Bringing AI projects from a pilot stage to production can be a significant challenge.

Practical implementation in production introduces a number of considerations including data access, performance, model governance, monitoring and more.  A set of these challenges stems from differences in the platform used for developing and training AI assets from the platform on which the assets are deployed. AI projects often start in a sandbox environment that is absent of the constraints and requirements that will be faced in a production environment.

As we’ve discussed in the blog, “Leveraging AI on IBM Z and LinuxONE for accelerated insights”, by Elpida Tzortzatos, a key part of the IBM Z AI strategy is to enable our clients to build and train models anywhere. This allows you to leverage existing investments in AI platforms, or to train on Z if desired. Once the model is ready for deployment, our goal is to enable simple portability to IBM Z with seamless optimization.

One of the key technologies that IBM is leveraging to meet this requirement on the IBM Z platform is the Open Neural Network Exchange, or ONNX.  In a recent post we discussed how ONNX fits into the IBM Z and LinuxONE AI strategy. In this blog, we will dive into additional details on working with ONNX models and bringing them to production on IBM Z - from converting models to the ONNX format through deploying the models for use.

ONNX Ecosystem Overview

As a standard, ONNX defines a set of common operators. These operators correspond to common machine learning and deep learning primitives such as matrix multiplication or convolution, with well over 150 operators defined.  Additionally, ONNX defines a common model file format for representing models. Together, this standardization approach enables a broad ecosystem of tools, runtimes and compilers.

ONNX establishes a streamlined path to take a project from playground to production.  With ONNX, you can start a data science project using the frameworks and libraries of your choosing, including popular frameworks such as PyTorch and TensorFlow.

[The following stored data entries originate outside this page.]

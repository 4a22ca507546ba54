//! Background continuation: resolve the assignee, build the notification and
//! post it to the command's `response_url`.
//!
//! Everything here runs after the synchronous acknowledgment has been sent,
//! so failures never reach the invoking user directly. Resolution failures
//! are reported back through the `response_url` on a best-effort basis;
//! delivery failures are only logged.

use std::sync::Arc;

use rand::SeedableRng;
use rand::rngs::StdRng;
use reqwest::Client as HttpClient;
use reqwest::header::{CONTENT_TYPE, HeaderMap, HeaderValue};
use serde_json::Value;
use tracing::{error, info};

use crate::core::models::{ParsedCommand, SlashCommandEvent};
use crate::errors::RelayError;
use crate::slack::SlackClient;
use crate::slack::message_formatter::build_notification;
use crate::slack::response_builder::{
    MEMBERSHIP_FAILURE_TEXT, NO_ELIGIBLE_ASSIGNEE_TEXT, create_ephemeral_payload,
};
use crate::worker::assign;

/// Resolve and deliver one request. Terminal for all errors.
pub async fn run(
    slack: Arc<SlackClient>,
    http: HttpClient,
    event: SlashCommandEvent,
    command: ParsedCommand,
    correlation_id: String,
) {
    let mut rng = StdRng::from_entropy();

    let outcome = match assign::resolve(
        &command.mode,
        &event.channel_id,
        &event.user_id,
        slack.as_ref(),
        &mut rng,
    )
    .await
    {
        Ok(outcome) => outcome,
        Err(e) => {
            error!("Resolution failed (correlation_id={}): {}", correlation_id, e);
            let text = match e {
                RelayError::NoEligibleAssignee => NO_ELIGIBLE_ASSIGNEE_TEXT,
                _ => MEMBERSHIP_FAILURE_TEXT,
            };
            // The ack already went out; this error is best-effort only.
            let _ = send_response_url(&http, &event.response_url, &create_ephemeral_payload(text))
                .await;
            return;
        }
    };

    let payload = build_notification(command.kind, &event.user_id, &outcome, &command.subject);

    if let Err(e) = send_response_url(&http, &event.response_url, &payload).await {
        error!("Delivery failed (correlation_id={}): {}", correlation_id, e);
        return;
    }

    info!(
        "Delivered notification for {} to {} (correlation_id={})",
        event.command, outcome.assignee, correlation_id
    );
}

/// POST a JSON payload to a `response_url`. Single attempt; a failed post
/// is logged and never retried.
///
/// # Errors
///
/// Returns an error on transport failure or a non-2xx response.
pub async fn send_response_url(
    http_client: &HttpClient,
    response_url: &str,
    payload: &Value,
) -> Result<(), RelayError> {
    let mut headers = HeaderMap::new();
    headers.insert(CONTENT_TYPE, HeaderValue::from_static("application/json"));

    let resp = http_client
        .post(response_url)
        .headers(headers)
        .json(payload)
        .send()
        .await?;

    if !resp.status().is_success() {
        let status = resp.status();
        let body_text = resp
            .text()
            .await
            .unwrap_or_else(|_| "<failed to read body>".to_string());
        error!(
            "response_url POST failed: status={} body={}",
            status, body_text
        );
        return Err(RelayError::HttpError(format!(
            "response_url POST failed with {status}"
        )));
    }

    Ok(())
}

The model can be developed and trained leveraging these frameworks on the training platform of your choice. Once the model is trained and ready to begin the deployment journey, you would export or convert it to the ONNX format. Tools such as Netron allow inspection and exploration of an ONNX model. When it comes to running the model, there are various back-ends that can be used to test and serve ONNX models. This includes model compilers such as ONNX-MLIR, and runtimes like ONNXruntime.

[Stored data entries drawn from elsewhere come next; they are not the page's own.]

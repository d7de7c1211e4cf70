//! Polling waits
//!
//! Helpers that park until the target reaches some observable state. They
//! poll rather than trust a single snapshot, because targets reload, log
//! buffers lag behind, and elements mount late.

use std::collections::VecDeque;
use std::time::Duration;

use regex::Regex;
use tokio::time::{interval, sleep_until, timeout, Instant};
use tracing::debug;

use leash_hierarchy::HierarchyNode;
use leash_protocol::{LogEvent, LogRecord};
use leash_utils::{LeashError, Result};

use crate::client::Client;

/// Default deadline for the wait helpers
pub const DEFAULT_WAIT_TIMEOUT: Duration = Duration::from_secs(30);

/// How often the wait helpers re-poll the target
pub const DEFAULT_POLL_INTERVAL: Duration = Duration::from_secs(1);

/// What counts as a match when waiting for a log line
///
/// Plain strings match as case-sensitive substrings; a [`Regex`] matches
/// anywhere in the message.
#[derive(Debug, Clone)]
pub enum LogPattern {
    Substring(String),
    Pattern(Regex),
}

impl LogPattern {
    pub fn matches(&self, message: &str) -> bool {
        match self {
            LogPattern::Substring(needle) => message.contains(needle.as_str()),
            LogPattern::Pattern(regex) => regex.is_match(message),
        }
    }

    fn describe(&self) -> String {
        match self {
            LogPattern::Substring(needle) => format!("log containing '{needle}'"),
            LogPattern::Pattern(regex) => format!("log matching /{regex}/"),
        }
    }
}

impl From<&str> for LogPattern {
    fn from(needle: &str) -> Self {
        LogPattern::Substring(needle.to_string())
    }
}

impl From<String> for LogPattern {
    fn from(needle: String) -> Self {
        LogPattern::Substring(needle)
    }
}

impl From<Regex> for LogPattern {
    fn from(regex: Regex) -> Self {
        LogPattern::Pattern(regex)
    }
}

impl Client {
    /// Wait until the target emits a log line matching `pattern`
    pub async fn wait_for_log(
        &self,
        project: &str,
        pattern: impl Into<LogPattern>,
    ) -> Result<LogEvent> {
        self.wait_for_log_with(project, pattern, DEFAULT_WAIT_TIMEOUT)
            .await
    }

    /// Wait for a matching log line with an explicit deadline
    ///
    /// Two paths race. A live subscription catches lines as they stream
    /// in, and a once-a-second poll of the buffered console logs catches
    /// lines emitted before the subscription was armed, or by targets
    /// that do not stream at all. The first match wins and both paths are
    /// torn down before this returns.
    pub async fn wait_for_log_with(
        &self,
        project: &str,
        pattern: impl Into<LogPattern>,
        deadline: Duration,
    ) -> Result<LogEvent> {
        let pattern = pattern.into();
        let until = Instant::now() + deadline;

        let mut subscription = self.subscribe_logs(project).await;
        let mut poll = tokio::spawn(poll_buffered_logs(
            self.clone(),
            project.to_string(),
            pattern.clone(),
        ));

        let result = loop {
            tokio::select! {
                pushed = subscription.recv() => {
                    match pushed {
                        Some(event) if pattern.matches(&event.message) => break Ok(event),
                        Some(_) => {}
                        // Stream gone means the client disconnected
                        None => break Err(LeashError::ConnectionClosed),
                    }
                }

                polled = &mut poll => {
                    break match polled {
                        Ok(event) => Ok(event),
                        Err(e) => Err(LeashError::internal(format!("log poll task failed: {e}"))),
                    };
                }

                _ = sleep_until(until) => {
                    break Err(LeashError::wait_timed_out(
                        pattern.describe(),
                        deadline.as_millis() as u64,
                    ));
                }
            }
        };

        poll.abort();
        result
    }

    /// Wait until the UI tree satisfies `predicate`, re-fetching once a
    /// second
    pub async fn wait_for_condition<F>(&self, project: &str, predicate: F) -> Result<HierarchyNode>
    where
        F: FnMut(&HierarchyNode) -> bool,
    {
        self.wait_for_condition_with(project, predicate, DEFAULT_WAIT_TIMEOUT)
            .await
    }

    /// Wait for a UI condition with an explicit deadline
    ///
    /// Fetch failures are swallowed and retried; only the deadline ends
    /// the wait. The hierarchy that satisfied the predicate is returned.
    pub async fn wait_for_condition_with<F>(
        &self,
        project: &str,
        mut predicate: F,
        deadline: Duration,
    ) -> Result<HierarchyNode>
    where
        F: FnMut(&HierarchyNode) -> bool,
    {
        let poll = async {
            let mut tick = interval(DEFAULT_POLL_INTERVAL);
            loop {
                tick.tick().await;
                match self.get_view_hierarchy(project).await {
                    Ok(hierarchy) if predicate(&hierarchy) => return hierarchy,
                    Ok(_) => {}
                    Err(e) => debug!("Hierarchy poll for '{}' failed: {}", project, e),
                }
            }
        };

        match timeout(deadline, poll).await {
            Ok(hierarchy) => Ok(hierarchy),
            Err(_) => Err(LeashError::wait_timed_out(
                format!("condition on '{project}' hierarchy"),
                deadline.as_millis() as u64,
            )),
        }
    }

    /// Wait until an element with `test_id` is mounted and return it
    pub async fn wait_for_element(&self, project: &str, test_id: &str) -> Result<HierarchyNode> {
        self.wait_for_element_with(project, test_id, DEFAULT_WAIT_TIMEOUT)
            .await
    }

    /// Wait for an element with an explicit deadline
    ///
    /// The tree is searched breadth first, so when a testID appears more
    /// than once the shallowest occurrence is returned.
    pub async fn wait_for_element_with(
        &self,
        project: &str,
        test_id: &str,
        deadline: Duration,
    ) -> Result<HierarchyNode> {
        let poll = async {
            let mut tick = interval(DEFAULT_POLL_INTERVAL);
            loop {
                tick.tick().await;
                match self.get_view_hierarchy(project).await {
                    Ok(hierarchy) => {
                        if let Some(node) = find_breadth_first(&hierarchy, test_id) {
                            return node.clone();
                        }
                    }
                    Err(e) => debug!("Hierarchy poll for '{}' failed: {}", project, e),
                }
            }
        };

        match timeout(deadline, poll).await {
            Ok(node) => Ok(node),
            Err(_) => Err(LeashError::wait_timed_out(
                format!("element '{test_id}' in '{project}'"),
                deadline.as_millis() as u64,
            )),
        }
    }
}

/// Scan the buffered console logs until one matches
async fn poll_buffered_logs(client: Client, project: String, pattern: LogPattern) -> LogEvent {
    let mut tick = interval(DEFAULT_POLL_INTERVAL);
    loop {
        tick.tick().await;
        match client.get_logs(&project).await {
            Ok(records) => {
                let hit = records
                    .into_iter()
                    .find(|record| pattern.matches(record.message()));
                if let Some(record) = hit {
                    return buffered_event(&project, record);
                }
            }
            // Transient failures must not kill the wait; the deadline
            // still bounds it
            Err(e) => debug!("Buffered-log poll for '{}' failed: {}", project, e),
        }
    }
}

/// Shape a buffered record like a streamed event
fn buffered_event(project: &str, record: LogRecord) -> LogEvent {
    match record {
        LogRecord::Entry(entry) => LogEvent::from_entry(project, entry),
        LogRecord::Text(message) => LogEvent {
            project: project.to_string(),
            level: "log".to_string(),
            message,
            timestamp: 0,
        },
    }
}

fn find_breadth_first<'a>(root: &'a HierarchyNode, test_id: &str) -> Option<&'a HierarchyNode> {
    let mut queue = VecDeque::from([root]);
    while let Some(node) = queue.pop_front() {
        if node.test_id.as_deref() == Some(test_id) {
            return Some(node);
        }
        queue.extend(node.children.iter());
    }
    None
}

#[cfg(test)]
mod tests {
    use super::*;

    // ==================== Pattern Tests ====================

    #[test]
    fn test_substring_pattern_is_case_sensitive() {
        let pattern = LogPattern::from("Ready");
        assert!(pattern.matches("App Ready in 120ms"));
        assert!(!pattern.matches("app ready in 120ms"));
    }

    #[test]
    fn test_regex_pattern_matches_anywhere() {
        let pattern = LogPattern::from(Regex::new(r"ready in \d+ms").unwrap());
        assert!(pattern.matches("app ready in 120ms"));
        assert!(!pattern.matches("app ready eventually"));
    }

    #[test]
    fn test_pattern_from_owned_string() {
        let pattern: LogPattern = String::from("boot").into();
        assert!(pattern.matches("boot sequence"));
    }

    // ==================== Buffered Record Tests ====================

    #[test]
    fn test_buffered_entry_keeps_level_and_timestamp() {
        let record = LogRecord::Entry(leash_protocol::LogEntry {
            level: "warn".to_string(),
            message: "low memory".to_string(),
            timestamp: 99,
        });
        let event = buffered_event("demo", record);
        assert_eq!(event.project, "demo");
        assert_eq!(event.level, "warn");
        assert_eq!(event.timestamp, 99);
    }

    #[test]
    fn test_buffered_text_gets_default_level() {
        let event = buffered_event("demo", LogRecord::Text("plain".to_string()));
        assert_eq!(event.level, "log");
        assert_eq!(event.message, "plain");
        assert_eq!(event.timestamp, 0);
    }

    // ==================== Breadth-First Search Tests ====================

    fn tree_with_duplicate_test_id() -> HierarchyNode {
        // Pre-order would visit wrapper/inner first; breadth first must
        // prefer the shallower sibling
        HierarchyNode::new("App").with_children(vec![
            HierarchyNode::new("Wrapper").with_children(vec![HierarchyNode::new("Inner")
                .with_test_id("save-button")
                .with_text("deep")]),
            HierarchyNode::new("Toolbar")
                .with_test_id("save-button")
                .with_text("shallow"),
        ])
    }

    #[test]
    fn test_breadth_first_prefers_shallowest_match() {
        let root = tree_with_duplicate_test_id();
        let node = find_breadth_first(&root, "save-button").unwrap();
        assert_eq!(node.text.as_deref(), Some("shallow"));
    }

    #[test]
    fn test_breadth_first_misses_absent_test_id() {
        let root = tree_with_duplicate_test_id();
        assert!(find_breadth_first(&root, "delete-button").is_none());
    }

    #[test]
    fn test_breadth_first_finds_root_itself() {
        let root = HierarchyNode::new("App").with_test_id("root");
        let node = find_breadth_first(&root, "root").unwrap();
        assert_eq!(node.name, "App");
    }
}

Converting a Model to the ONNX format

The use of ONNX on IBM Z and LinuxONE mirrors the journey described above. This is a very critical point, as it allows a client to leverage many of the freely available open-source projects that have been created to work on ONNX models.

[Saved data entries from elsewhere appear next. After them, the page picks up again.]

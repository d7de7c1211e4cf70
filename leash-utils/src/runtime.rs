//! Broker runtime discovery file
//!
//! The broker writes its bind address and auth token here on startup so
//! local tooling can find it without any configuration; the file is
//! removed again on clean shutdown.

use std::path::{Path, PathBuf};

use serde::{Deserialize, Serialize};

use crate::{paths, LeashError, Result};

/// Connection details of a running broker
#[derive(Debug, Clone, PartialEq, Eq, Serialize, Deserialize)]
pub struct RuntimeConfig {
    /// Host the broker is bound to
    pub host: String,
    /// Port the broker is listening on
    pub port: u16,
    /// Auth token, if the broker requires one
    #[serde(default, skip_serializing_if = "Option::is_none")]
    pub token: Option<String>,
    /// Broker process id
    pub pid: u32,
    /// Startup time, milliseconds since the Unix epoch
    pub started_at_ms: u64,
}

impl RuntimeConfig {
    /// The broker address in `host:port` form
    pub fn address(&self) -> String {
        format!("{}:{}", self.host, self.port)
    }
}

/// Generate a fresh auth token
pub fn generate_auth_token() -> String {
    uuid::Uuid::new_v4().to_string()
}

/// Write the runtime config to the default XDG location
pub fn save_runtime_config(config: &RuntimeConfig) -> Result<PathBuf> {
    let path = paths::runtime_config_file();
    save_runtime_config_at(config, &path)?;
    Ok(path)
}

/// Write the runtime config to an explicit path
pub fn save_runtime_config_at(config: &RuntimeConfig, path: &Path) -> Result<()> {
    if let Some(parent) = path.parent() {
        std::fs::create_dir_all(parent).map_err(|e| LeashError::FileWrite {
            path: parent.to_path_buf(),
            source: e,
        })?;
    }

    let json = serde_json::to_string_pretty(config)
        .map_err(|e| LeashError::internal(format!("Failed to serialize runtime config: {}", e)))?;

    std::fs::write(path, json).map_err(|e| LeashError::FileWrite {
        path: path.to_path_buf(),
        source: e,
    })
}

/// Read the runtime config from the default XDG location
///
/// Returns `None` if no broker has written one.
pub fn load_runtime_config() -> Result<Option<RuntimeConfig>> {
    load_runtime_config_from(&paths::runtime_config_file())
}

/// Read the runtime config from an explicit path
pub fn load_runtime_config_from(path: &Path) -> Result<Option<RuntimeConfig>> {
    let content = match std::fs::read_to_string(path) {
        Ok(content) => content,
        Err(e) if e.kind() == std::io::ErrorKind::NotFound => return Ok(None),
        Err(e) => {
            return Err(LeashError::FileRead {
                path: path.to_path_buf(),
                source: e,
            })
        }
    };

    let config = serde_json::from_str(&content)
        .map_err(|e| LeashError::config(format!("Invalid runtime config at {:?}: {}", path, e)))?;
    Ok(Some(config))
}

/// Remove the runtime config file, ignoring a missing file
pub fn remove_runtime_config() -> Result<()> {
    remove_runtime_config_at(&paths::runtime_config_file())
}

/// Remove an explicit runtime config file, ignoring a missing file
pub fn remove_runtime_config_at(path: &Path) -> Result<()> {
    match std::fs::remove_file(path) {
        Ok(()) => Ok(()),
        Err(e) if e.kind() == std::io::ErrorKind::NotFound => Ok(()),
        Err(e) => Err(LeashError::Io(e)),
    }
}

A typical scenario for IBM Z and LinuxONE may include the model being developed and trained on your platform of choice. While these steps can certainly be done on Z, many data scientists  have a platform or environment of choice, whether their personal work device or specialized commodity platform. In either case, we recommend that a user export or convert the model to ONNX on the platform type where the training occurred. For example, if the model was developed and trained on x86, then convert the model on x86 before deploying to Z.

In the example Jupyter notebooks provided, simple models are created to demonstrate converting a model to the ONNX format. Some frameworks (like PyTorch) allow the export of models directly to the ONNX format; the PyTorch example provided demonstrates this. TensorFlow models require the use of an open-source model convertor. In the TensorFlow example, we use tensorflow-onnx to convert the model from the TensorFlow SavedModel format to the ONNX format. The tensorflow-onnx convertor provides both command-line and python interfaces; our example demonstrates the use of the command line.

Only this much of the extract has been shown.